Master of Science degree with a major in Biology

Committee Chair Name

Dr. Joseph M. Szewczak

Committee Chair Affiliation

HSU Faculty or Staff

Second Committee Member Name

Dr. Stephen C. Sillett

Second Committee Member Affiliation

HSU Faculty or Staff

Third Committee Member Name

Dr. C. John Ralph

Third Committee Member Affiliation

Community Member or Outside Professional

Fourth Committee Member Name

Theodore J. Weller

Fourth Committee Member Affiliation

Community Member or Outside Professional

Subject Categories

Biology

Abstract

Loss of roosting resources, either through disturbance or removal, negatively affects bats. For sensitive species, such as the Townsend’s big-eared bat (Corynorhinus townsendii), determining roost requirements is a critical component in conserving their habitat. Such cavity roosting bats on the North Coast of California may use hollows in large redwood trees. In this study, I examined the factors determining the use of basal tree hollows by different bat species at eight redwood forest sites in Del Norte, Humboldt, and Mendocino Counties, California. Bat guano was collected from 179 basal hollow roosts from 2017 to 2018, and guano mass was used as an index of roosting activity.

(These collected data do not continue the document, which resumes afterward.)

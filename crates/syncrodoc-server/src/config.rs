use std::path::PathBuf;

use anyhow::{Context, Result, bail};

use syncrodoc_api::router::RateLimits;

/// Placeholder JWT secrets that MUST NOT be used.
const PLACEHOLDER_SECRETS: &[&str] = &[
    "secret",
    "change-me",
    "change-me-to-a-random-string",
    "dev-secret-change-me",
];

/// Immutable process configuration, read once at startup and passed
/// explicitly into the components that need it. Nothing reads the
/// environment after this point.
#[derive(Debug, Clone)]
pub struct Config {
    pub host: String,
    pub port: u16,
    pub db_path: PathBuf,
    pub jwt_secret: String,
    pub allowed_origins: Vec<String>,
    pub rate_limits: Option<RateLimits>,
}

impl Config {
    pub fn from_env() -> Result<Self> {
        // Fail-closed: no secret, no server. There is no default.
        let jwt_secret = std::env::var("SYNCRODOC_JWT_SECRET").unwrap_or_default();
        if jwt_secret.is_empty() || PLACEHOLDER_SECRETS.contains(&jwt_secret.as_str()) {
            bail!(
                "SYNCRODOC_JWT_SECRET is unset or still a placeholder; \
                 set it to a long random value and restart"
            );
        }

        let host = env_or("SYNCRODOC_HOST", "0.0.0.0");
        let port: u16 = env_or("SYNCRODOC_PORT", "5000")
            .parse()
            .context("SYNCRODOC_PORT must be a port number")?;
        let db_path: PathBuf = env_or("SYNCRODOC_DB_PATH", "users.db").into();

        let allowed_origins = std::env::var("SYNCRODOC_ALLOWED_ORIGINS")
            .ok()
            .map(|v| {
                v.split(',')
                    .map(|s| s.trim().to_string())
                    .filter(|s| !s.is_empty())
                    .collect()
            })
            .unwrap_or_else(default_origins);

        let rate_limits = if env_flag("SYNCRODOC_DISABLE_RATE_LIMITS") {
            None
        } else {
            let defaults = RateLimits::default();
            Some(RateLimits {
                login_max: env_u32("SYNCRODOC_LOGIN_MAX", defaults.login_max)?,
                register_max: env_u32("SYNCRODOC_REGISTER_MAX", defaults.register_max)?,
                general_max: env_u32("SYNCRODOC_GENERAL_MAX", defaults.general_max)?,
                ..defaults
            })
        };

        Ok(Self {
            host,
            port,
            db_path,
            jwt_secret,
            allowed_origins,
            rate_limits,
        })
    }
}

fn default_origins() -> Vec<String> {
    ["http://localhost:3000", "http://127.0.0.1:3000"]
        .into_iter()
        .map(String::from)
        .collect()
}

fn env_or(key: &str, default: &str) -> String {
    std::env::var(key).unwrap_or_else(|_| default.to_string())
}

fn env_flag(key: &str) -> bool {
    matches!(
        std::env::var(key).as_deref(),
        Ok("1") | Ok("true") | Ok("yes")
    )
}

fn env_u32(key: &str, default: u32) -> Result<u32> {
    match std::env::var(key) {
        Ok(v) => v.parse().with_context(|| format!("{key} must be a number")),
        Err(_) => Ok(default),
    }
}
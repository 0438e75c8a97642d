use thiserror::Error;

#[derive(Debug, Error)]
pub enum ClientError {
    /// The server answered with a failure status; `message` is the body the
    /// server sent (always the generic wording, never field-level detail).
    #[error("{message}")]
    Api { status: u16, message: String },

    #[error("request failed: {0}")]
    Http(#[from] reqwest::Error),

    #[error("no active session")]
    NoSession,

    #[error("session cache error: {0}")]
    Cache(String),
}
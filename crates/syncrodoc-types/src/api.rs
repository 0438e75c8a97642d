use chrono::{DateTime, Utc};
use serde::{Deserialize, Serialize};

// -- JWT Claims --

/// JWT claims shared between syncrodoc-api (bearer middleware, token issuer)
/// and syncrodoc-client. Canonical definition lives here in syncrodoc-types
/// to eliminate duplication.
#[derive(Debug, Clone, Serialize, Deserialize)]
pub struct Claims {
    /// User id (SQLite rowid).
    pub sub: i64,
    pub username: String,
    pub email: String,
    pub iat: i64,
    pub exp: i64,
}

impl Claims {
    /// The user object returned by verify/profile. Tokens carry no
    /// creation timestamp, so `created_at` is absent here.
    pub fn profile(&self) -> UserProfile {
        UserProfile {
            id: self.sub,
            username: self.username.clone(),
            email: self.email.clone(),
            created_at: None,
        }
    }
}

// -- Auth --

/// Fields default to empty so an absent field and an empty one hit the same
/// "all fields required" validation path instead of a deserializer error.
#[derive(Debug, Default, Serialize, Deserialize)]
#[serde(default, deny_unknown_fields)]
pub struct RegisterRequest {
    pub username: String,
    pub email: String,
    pub password: String,
    #[serde(rename = "confirmPassword")]
    pub confirm_password: String,
}

#[derive(Debug, Default, Serialize, Deserialize)]
#[serde(default, deny_unknown_fields)]
pub struct LoginRequest {
    /// Username or email.
    pub username: String,
    pub password: String,
}

/// User object as returned to clients. Never carries the password hash.
#[derive(Debug, Clone, PartialEq, Serialize, Deserialize)]
pub struct UserProfile {
    pub id: i64,
    pub username: String,
    pub email: String,
    #[serde(skip_serializing_if = "Option::is_none")]
    pub created_at: Option<String>,
}

/// Successful register/login response.
#[derive(Debug, Serialize, Deserialize)]
pub struct AuthResponse {
    pub message: String,
    pub token: String,
    pub user: UserProfile,
}

#[derive(Debug, Serialize, Deserialize)]
pub struct VerifyResponse {
    pub message: String,
    pub user: UserProfile,
}

#[derive(Debug, Serialize, Deserialize)]
pub struct ProfileResponse {
    pub user: UserProfile,
}

#[derive(Debug, Serialize, Deserialize)]
pub struct MessageResponse {
    pub message: String,
}

#[derive(Debug, Serialize, Deserialize)]
pub struct HealthResponse {
    pub status: String,
    pub timestamp: DateTime<Utc>,
}

/// Uniform error body: every failure response is `{"message": ...}`.
#[derive(Debug, Serialize, Deserialize)]
pub struct ErrorResponse {
    pub message: String,
}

Nine bat species and one species group were identified using hollows by analysis of DNA in guano. Analysis of environmental DNA from soil was attempted, but failed. Of 253 species identifications from 83 hollows, the most prevalent were Myotis californicus (28.5% of all identifications), the Myotis evotis-Myotis thysanodes group (17.4%), C. townsendii (17.0%), and Myotis volans (15.0%). Guano production peaked in summer months at all study sites. I evaluated the extent to which habitat variables at the scales of the hollow, vicinity, and site influenced the level of roost use. Multiple regression was used to examine correlations between guano mass and habitat variables, and logistic regression was used to determine which habitat variables were important to C. townsendii. At the hollow scale, guano mass increased with height of the ceiling above the opening. Corynorhinus townsendii selected for large hollow diameters, low ground height, and high ceilings above the hollow opening. At the vicinity scale, guano mass increased with less cover of small trees. At the site scale, there was no association between guano mass and distance to foraging areas, elevation, or number of other nearby hollows. These tree hollow roost preferences can inform land managers when planning conservation and management of redwood forests.